◆ Task instructions
Extract every line below that contains the word "login".

##### Material provided #####

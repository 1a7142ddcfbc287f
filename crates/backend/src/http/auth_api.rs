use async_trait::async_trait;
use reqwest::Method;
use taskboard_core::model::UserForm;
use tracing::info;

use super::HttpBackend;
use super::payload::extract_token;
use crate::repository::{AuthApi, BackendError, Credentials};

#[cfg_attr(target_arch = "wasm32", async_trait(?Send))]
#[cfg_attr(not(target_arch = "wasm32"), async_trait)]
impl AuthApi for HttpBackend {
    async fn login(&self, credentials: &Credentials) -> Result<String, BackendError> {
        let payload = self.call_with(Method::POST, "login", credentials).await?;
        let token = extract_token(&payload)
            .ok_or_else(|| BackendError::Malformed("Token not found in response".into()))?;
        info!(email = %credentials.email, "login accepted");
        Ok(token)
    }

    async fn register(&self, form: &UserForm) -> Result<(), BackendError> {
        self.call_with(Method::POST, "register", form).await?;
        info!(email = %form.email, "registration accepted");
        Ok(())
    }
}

#####

◆ Solution
    async fn login(&self, credentials: &Credentials) -> Result<String, BackendError> {
        let payload = self.call_with(Method::POST, "login", credentials).await?;
        info!(email = %credentials.email, "login accepted");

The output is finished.